▶ _Assigned task_
The line containing "filename crates/integration-tests/tests/harness/config.rs" marks the end: restate word for word every line from the first line of the entries below through that one.

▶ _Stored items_
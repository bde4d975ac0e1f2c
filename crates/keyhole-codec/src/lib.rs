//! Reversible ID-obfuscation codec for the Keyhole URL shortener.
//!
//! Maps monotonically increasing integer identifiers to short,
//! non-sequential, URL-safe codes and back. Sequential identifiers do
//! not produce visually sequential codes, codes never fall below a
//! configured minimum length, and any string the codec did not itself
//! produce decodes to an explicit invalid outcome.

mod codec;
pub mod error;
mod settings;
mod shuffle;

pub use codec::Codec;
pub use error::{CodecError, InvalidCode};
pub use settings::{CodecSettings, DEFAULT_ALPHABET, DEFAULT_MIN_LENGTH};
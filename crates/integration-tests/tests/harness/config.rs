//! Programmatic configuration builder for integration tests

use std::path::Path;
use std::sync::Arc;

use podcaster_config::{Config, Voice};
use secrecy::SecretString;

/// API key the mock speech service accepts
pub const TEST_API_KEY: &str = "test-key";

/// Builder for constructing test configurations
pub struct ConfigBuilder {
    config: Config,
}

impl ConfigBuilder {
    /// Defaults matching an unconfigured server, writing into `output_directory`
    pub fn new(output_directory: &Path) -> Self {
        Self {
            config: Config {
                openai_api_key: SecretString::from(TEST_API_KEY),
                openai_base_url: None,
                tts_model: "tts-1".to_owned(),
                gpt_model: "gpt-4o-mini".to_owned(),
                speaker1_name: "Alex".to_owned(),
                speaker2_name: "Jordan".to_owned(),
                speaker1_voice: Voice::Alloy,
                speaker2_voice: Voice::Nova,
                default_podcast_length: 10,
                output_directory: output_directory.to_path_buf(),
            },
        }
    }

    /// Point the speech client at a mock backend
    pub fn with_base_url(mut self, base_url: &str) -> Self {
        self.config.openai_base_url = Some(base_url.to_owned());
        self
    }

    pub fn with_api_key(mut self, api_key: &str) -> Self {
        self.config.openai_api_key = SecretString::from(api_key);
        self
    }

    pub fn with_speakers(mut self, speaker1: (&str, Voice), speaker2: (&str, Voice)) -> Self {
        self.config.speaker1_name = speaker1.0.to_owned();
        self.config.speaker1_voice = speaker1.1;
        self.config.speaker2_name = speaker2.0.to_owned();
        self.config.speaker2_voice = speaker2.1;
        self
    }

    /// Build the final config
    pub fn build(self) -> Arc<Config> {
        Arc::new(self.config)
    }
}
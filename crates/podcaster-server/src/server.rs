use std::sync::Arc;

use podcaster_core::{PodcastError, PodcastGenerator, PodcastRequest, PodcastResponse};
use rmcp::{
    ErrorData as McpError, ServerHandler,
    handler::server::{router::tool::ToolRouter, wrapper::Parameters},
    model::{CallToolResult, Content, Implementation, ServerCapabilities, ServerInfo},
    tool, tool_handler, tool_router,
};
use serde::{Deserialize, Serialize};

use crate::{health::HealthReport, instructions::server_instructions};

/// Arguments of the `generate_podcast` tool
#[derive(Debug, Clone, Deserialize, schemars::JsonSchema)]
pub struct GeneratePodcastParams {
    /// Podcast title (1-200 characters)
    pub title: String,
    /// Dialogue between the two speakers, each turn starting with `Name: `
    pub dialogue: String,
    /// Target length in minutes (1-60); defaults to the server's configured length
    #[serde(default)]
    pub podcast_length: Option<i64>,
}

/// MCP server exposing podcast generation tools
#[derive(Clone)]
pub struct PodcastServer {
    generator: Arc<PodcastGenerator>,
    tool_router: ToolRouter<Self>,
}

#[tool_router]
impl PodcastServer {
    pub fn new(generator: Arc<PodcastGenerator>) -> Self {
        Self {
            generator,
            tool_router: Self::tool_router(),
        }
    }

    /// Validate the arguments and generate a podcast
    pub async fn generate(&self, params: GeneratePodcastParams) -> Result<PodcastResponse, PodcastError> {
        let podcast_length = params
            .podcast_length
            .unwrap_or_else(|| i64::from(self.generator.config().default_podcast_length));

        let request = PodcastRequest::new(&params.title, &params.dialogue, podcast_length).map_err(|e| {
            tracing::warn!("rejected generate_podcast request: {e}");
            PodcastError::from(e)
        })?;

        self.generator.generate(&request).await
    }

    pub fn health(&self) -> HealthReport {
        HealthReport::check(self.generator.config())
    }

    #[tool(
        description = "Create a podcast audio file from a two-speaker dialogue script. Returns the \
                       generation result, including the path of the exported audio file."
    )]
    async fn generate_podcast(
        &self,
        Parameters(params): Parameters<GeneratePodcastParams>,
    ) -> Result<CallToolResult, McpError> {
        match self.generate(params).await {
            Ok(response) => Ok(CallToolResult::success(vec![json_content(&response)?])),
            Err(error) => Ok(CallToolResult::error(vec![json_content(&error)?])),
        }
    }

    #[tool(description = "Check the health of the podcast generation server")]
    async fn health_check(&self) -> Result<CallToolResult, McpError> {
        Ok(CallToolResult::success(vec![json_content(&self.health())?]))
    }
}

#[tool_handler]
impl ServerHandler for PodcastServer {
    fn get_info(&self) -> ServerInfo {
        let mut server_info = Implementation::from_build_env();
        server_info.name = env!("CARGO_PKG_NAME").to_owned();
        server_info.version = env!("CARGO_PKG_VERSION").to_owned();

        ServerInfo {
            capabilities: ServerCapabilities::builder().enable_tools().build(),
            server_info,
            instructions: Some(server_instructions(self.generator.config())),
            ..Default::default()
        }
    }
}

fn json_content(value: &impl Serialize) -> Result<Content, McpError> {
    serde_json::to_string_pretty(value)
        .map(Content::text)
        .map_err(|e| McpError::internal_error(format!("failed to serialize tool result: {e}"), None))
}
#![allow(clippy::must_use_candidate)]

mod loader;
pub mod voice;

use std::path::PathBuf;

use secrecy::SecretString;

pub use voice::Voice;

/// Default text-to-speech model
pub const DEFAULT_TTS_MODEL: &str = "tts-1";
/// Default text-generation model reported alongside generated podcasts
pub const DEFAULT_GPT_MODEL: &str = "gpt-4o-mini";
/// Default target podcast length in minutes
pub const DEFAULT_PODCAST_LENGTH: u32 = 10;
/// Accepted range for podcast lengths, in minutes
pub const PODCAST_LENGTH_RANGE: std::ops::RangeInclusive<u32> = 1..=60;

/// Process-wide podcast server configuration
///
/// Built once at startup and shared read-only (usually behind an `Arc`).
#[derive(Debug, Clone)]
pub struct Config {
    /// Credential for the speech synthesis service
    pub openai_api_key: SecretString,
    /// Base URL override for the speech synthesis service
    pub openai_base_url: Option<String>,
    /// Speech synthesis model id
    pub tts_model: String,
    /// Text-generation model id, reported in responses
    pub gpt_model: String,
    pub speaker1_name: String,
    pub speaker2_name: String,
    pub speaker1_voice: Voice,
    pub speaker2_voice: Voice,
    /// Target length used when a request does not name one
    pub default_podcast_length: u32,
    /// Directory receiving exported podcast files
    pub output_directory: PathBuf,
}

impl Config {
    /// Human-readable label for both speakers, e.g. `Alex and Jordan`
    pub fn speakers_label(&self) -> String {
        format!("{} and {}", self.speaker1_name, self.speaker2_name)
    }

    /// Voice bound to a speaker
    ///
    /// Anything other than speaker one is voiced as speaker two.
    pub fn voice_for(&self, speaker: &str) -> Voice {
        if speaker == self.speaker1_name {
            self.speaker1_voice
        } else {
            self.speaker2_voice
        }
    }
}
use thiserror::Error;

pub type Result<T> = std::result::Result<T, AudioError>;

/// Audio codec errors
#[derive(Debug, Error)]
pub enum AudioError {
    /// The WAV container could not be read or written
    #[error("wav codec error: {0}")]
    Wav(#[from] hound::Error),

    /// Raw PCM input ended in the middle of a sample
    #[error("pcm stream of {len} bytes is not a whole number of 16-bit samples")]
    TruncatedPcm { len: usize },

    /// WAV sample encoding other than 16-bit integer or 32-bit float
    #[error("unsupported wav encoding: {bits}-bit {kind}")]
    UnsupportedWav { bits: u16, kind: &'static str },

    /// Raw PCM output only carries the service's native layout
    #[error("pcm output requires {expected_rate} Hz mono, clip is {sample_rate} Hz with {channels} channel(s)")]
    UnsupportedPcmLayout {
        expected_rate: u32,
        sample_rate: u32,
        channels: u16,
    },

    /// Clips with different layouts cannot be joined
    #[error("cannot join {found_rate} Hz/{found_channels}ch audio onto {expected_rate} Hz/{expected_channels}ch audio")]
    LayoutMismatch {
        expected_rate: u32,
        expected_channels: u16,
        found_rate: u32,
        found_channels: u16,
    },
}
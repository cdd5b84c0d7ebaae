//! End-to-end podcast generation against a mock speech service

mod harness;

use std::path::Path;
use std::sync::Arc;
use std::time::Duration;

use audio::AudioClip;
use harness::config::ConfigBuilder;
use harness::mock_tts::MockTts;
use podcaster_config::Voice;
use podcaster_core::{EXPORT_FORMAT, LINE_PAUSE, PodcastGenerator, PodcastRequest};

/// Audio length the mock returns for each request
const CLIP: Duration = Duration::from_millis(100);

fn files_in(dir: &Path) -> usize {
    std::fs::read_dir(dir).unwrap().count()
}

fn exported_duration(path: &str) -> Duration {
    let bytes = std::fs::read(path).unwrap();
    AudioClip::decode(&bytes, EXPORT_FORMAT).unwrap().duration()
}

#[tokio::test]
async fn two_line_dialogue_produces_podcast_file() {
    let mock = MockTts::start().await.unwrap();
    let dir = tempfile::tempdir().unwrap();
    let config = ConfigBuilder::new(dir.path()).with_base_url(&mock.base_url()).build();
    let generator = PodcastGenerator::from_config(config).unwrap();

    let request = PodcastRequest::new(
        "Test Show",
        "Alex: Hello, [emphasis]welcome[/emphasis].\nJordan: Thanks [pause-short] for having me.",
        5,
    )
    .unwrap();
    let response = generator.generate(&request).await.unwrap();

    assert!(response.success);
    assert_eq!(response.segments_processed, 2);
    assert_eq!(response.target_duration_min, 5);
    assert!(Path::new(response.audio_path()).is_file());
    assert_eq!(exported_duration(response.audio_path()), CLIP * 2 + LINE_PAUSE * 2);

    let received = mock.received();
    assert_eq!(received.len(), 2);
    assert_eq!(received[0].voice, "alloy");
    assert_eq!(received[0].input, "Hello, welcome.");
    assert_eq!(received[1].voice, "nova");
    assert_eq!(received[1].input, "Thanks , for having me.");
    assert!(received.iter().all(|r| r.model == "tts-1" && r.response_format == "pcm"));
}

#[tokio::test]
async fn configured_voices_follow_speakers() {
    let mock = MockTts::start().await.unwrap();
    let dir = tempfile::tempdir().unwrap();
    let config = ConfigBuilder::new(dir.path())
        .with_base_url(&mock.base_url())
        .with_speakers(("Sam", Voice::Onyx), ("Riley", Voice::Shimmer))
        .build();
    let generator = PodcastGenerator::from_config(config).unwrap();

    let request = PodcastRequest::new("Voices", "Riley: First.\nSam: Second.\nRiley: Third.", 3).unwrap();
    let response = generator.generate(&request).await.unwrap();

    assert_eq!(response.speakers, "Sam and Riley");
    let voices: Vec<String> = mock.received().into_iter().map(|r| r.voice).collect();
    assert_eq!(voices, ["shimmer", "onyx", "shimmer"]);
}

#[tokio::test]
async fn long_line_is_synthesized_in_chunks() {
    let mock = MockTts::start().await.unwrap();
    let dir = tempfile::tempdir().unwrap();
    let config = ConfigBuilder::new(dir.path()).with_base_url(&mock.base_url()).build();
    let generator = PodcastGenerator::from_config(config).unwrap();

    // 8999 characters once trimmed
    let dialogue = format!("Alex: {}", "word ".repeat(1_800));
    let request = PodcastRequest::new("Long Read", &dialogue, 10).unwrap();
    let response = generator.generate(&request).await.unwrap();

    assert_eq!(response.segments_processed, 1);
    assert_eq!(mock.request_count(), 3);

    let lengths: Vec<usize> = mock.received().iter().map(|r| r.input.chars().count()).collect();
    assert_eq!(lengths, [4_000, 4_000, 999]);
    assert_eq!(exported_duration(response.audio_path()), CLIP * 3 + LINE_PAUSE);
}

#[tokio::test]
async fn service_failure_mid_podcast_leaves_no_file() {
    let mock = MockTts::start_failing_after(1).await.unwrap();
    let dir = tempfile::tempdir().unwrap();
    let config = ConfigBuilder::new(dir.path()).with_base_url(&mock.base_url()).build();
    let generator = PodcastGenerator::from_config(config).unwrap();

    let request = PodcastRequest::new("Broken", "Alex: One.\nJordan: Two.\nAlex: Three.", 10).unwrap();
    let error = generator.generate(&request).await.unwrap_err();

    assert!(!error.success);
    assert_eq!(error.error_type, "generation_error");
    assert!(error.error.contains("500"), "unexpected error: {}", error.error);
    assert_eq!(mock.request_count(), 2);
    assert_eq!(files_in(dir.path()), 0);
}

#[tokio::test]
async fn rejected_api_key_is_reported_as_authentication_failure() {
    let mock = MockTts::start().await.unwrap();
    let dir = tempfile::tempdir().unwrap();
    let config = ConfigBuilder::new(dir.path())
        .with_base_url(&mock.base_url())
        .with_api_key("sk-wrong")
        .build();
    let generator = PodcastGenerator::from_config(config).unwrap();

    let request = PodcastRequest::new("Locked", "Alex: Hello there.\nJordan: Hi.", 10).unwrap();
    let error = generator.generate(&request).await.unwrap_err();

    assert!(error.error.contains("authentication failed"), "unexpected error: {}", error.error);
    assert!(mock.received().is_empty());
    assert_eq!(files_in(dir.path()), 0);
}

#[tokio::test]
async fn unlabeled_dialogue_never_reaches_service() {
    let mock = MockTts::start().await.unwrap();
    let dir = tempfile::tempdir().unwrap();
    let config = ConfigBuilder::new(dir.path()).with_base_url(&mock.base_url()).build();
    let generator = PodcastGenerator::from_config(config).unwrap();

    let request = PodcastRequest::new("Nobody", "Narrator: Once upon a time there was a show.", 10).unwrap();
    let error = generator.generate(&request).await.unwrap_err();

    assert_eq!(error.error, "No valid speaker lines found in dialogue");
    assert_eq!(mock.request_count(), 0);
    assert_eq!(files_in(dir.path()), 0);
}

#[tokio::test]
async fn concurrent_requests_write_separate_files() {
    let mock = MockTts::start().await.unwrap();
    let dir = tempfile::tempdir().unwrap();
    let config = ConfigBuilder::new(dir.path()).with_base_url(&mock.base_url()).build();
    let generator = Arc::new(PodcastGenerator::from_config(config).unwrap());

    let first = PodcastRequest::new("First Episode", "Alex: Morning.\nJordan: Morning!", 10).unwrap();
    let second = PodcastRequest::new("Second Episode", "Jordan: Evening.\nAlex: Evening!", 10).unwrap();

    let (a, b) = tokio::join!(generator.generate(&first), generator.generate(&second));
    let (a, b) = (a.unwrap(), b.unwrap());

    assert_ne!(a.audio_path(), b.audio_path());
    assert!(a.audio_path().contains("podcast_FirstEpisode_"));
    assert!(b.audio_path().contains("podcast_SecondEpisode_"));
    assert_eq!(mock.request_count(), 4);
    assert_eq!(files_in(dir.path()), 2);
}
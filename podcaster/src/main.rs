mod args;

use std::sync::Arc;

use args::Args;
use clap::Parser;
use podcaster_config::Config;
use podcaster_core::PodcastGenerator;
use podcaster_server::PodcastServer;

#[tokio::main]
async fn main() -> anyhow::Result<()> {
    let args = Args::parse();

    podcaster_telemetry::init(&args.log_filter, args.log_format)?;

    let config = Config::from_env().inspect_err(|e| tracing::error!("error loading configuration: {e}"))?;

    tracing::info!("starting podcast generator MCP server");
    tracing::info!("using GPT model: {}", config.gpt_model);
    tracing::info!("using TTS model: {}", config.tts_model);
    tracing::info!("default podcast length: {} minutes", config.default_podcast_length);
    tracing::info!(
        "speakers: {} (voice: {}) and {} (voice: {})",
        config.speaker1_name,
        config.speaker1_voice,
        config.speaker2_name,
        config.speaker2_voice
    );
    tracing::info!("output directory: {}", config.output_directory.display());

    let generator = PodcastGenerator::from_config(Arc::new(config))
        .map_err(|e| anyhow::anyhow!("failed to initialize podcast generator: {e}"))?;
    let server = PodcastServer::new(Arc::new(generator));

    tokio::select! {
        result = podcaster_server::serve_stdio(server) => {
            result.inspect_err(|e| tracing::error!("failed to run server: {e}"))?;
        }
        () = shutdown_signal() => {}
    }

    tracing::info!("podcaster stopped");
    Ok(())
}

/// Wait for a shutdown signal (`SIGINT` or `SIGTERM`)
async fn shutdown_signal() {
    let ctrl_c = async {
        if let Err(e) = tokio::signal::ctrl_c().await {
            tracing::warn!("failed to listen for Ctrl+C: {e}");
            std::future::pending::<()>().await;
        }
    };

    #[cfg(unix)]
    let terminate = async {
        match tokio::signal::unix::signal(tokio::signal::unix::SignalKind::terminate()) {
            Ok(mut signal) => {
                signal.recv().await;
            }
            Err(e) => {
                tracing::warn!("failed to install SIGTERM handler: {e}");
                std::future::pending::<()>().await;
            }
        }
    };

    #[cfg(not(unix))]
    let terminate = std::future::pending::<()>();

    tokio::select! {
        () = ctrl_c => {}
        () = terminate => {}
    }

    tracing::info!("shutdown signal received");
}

▶ _Solution to this task_
repository bde4d975ac0e1f2c
filename crates/keyhole-codec/src/lib.rs
//! Reversible ID-obfuscation codec for the Keyhole URL shortener.
//!
//! Maps monotonically increasing integer identifiers to short,
//! non-sequential, URL-safe codes and back. Sequential identifiers do
//! not produce visually sequential codes, codes never fall below a
//! configured minimum length, and any string the codec did not itself
//! produce decodes to an explicit invalid outcome.

mod codec;
pub mod error;
mod settings;
mod shuffle;

pub use codec::Codec;
pub use error::{CodecError, InvalidCode};
pub use settings::{CodecSettings, DEFAULT_ALPHABET, DEFAULT_MIN_LENGTH};
filename crates/integration-tests/tests/harness/config.rs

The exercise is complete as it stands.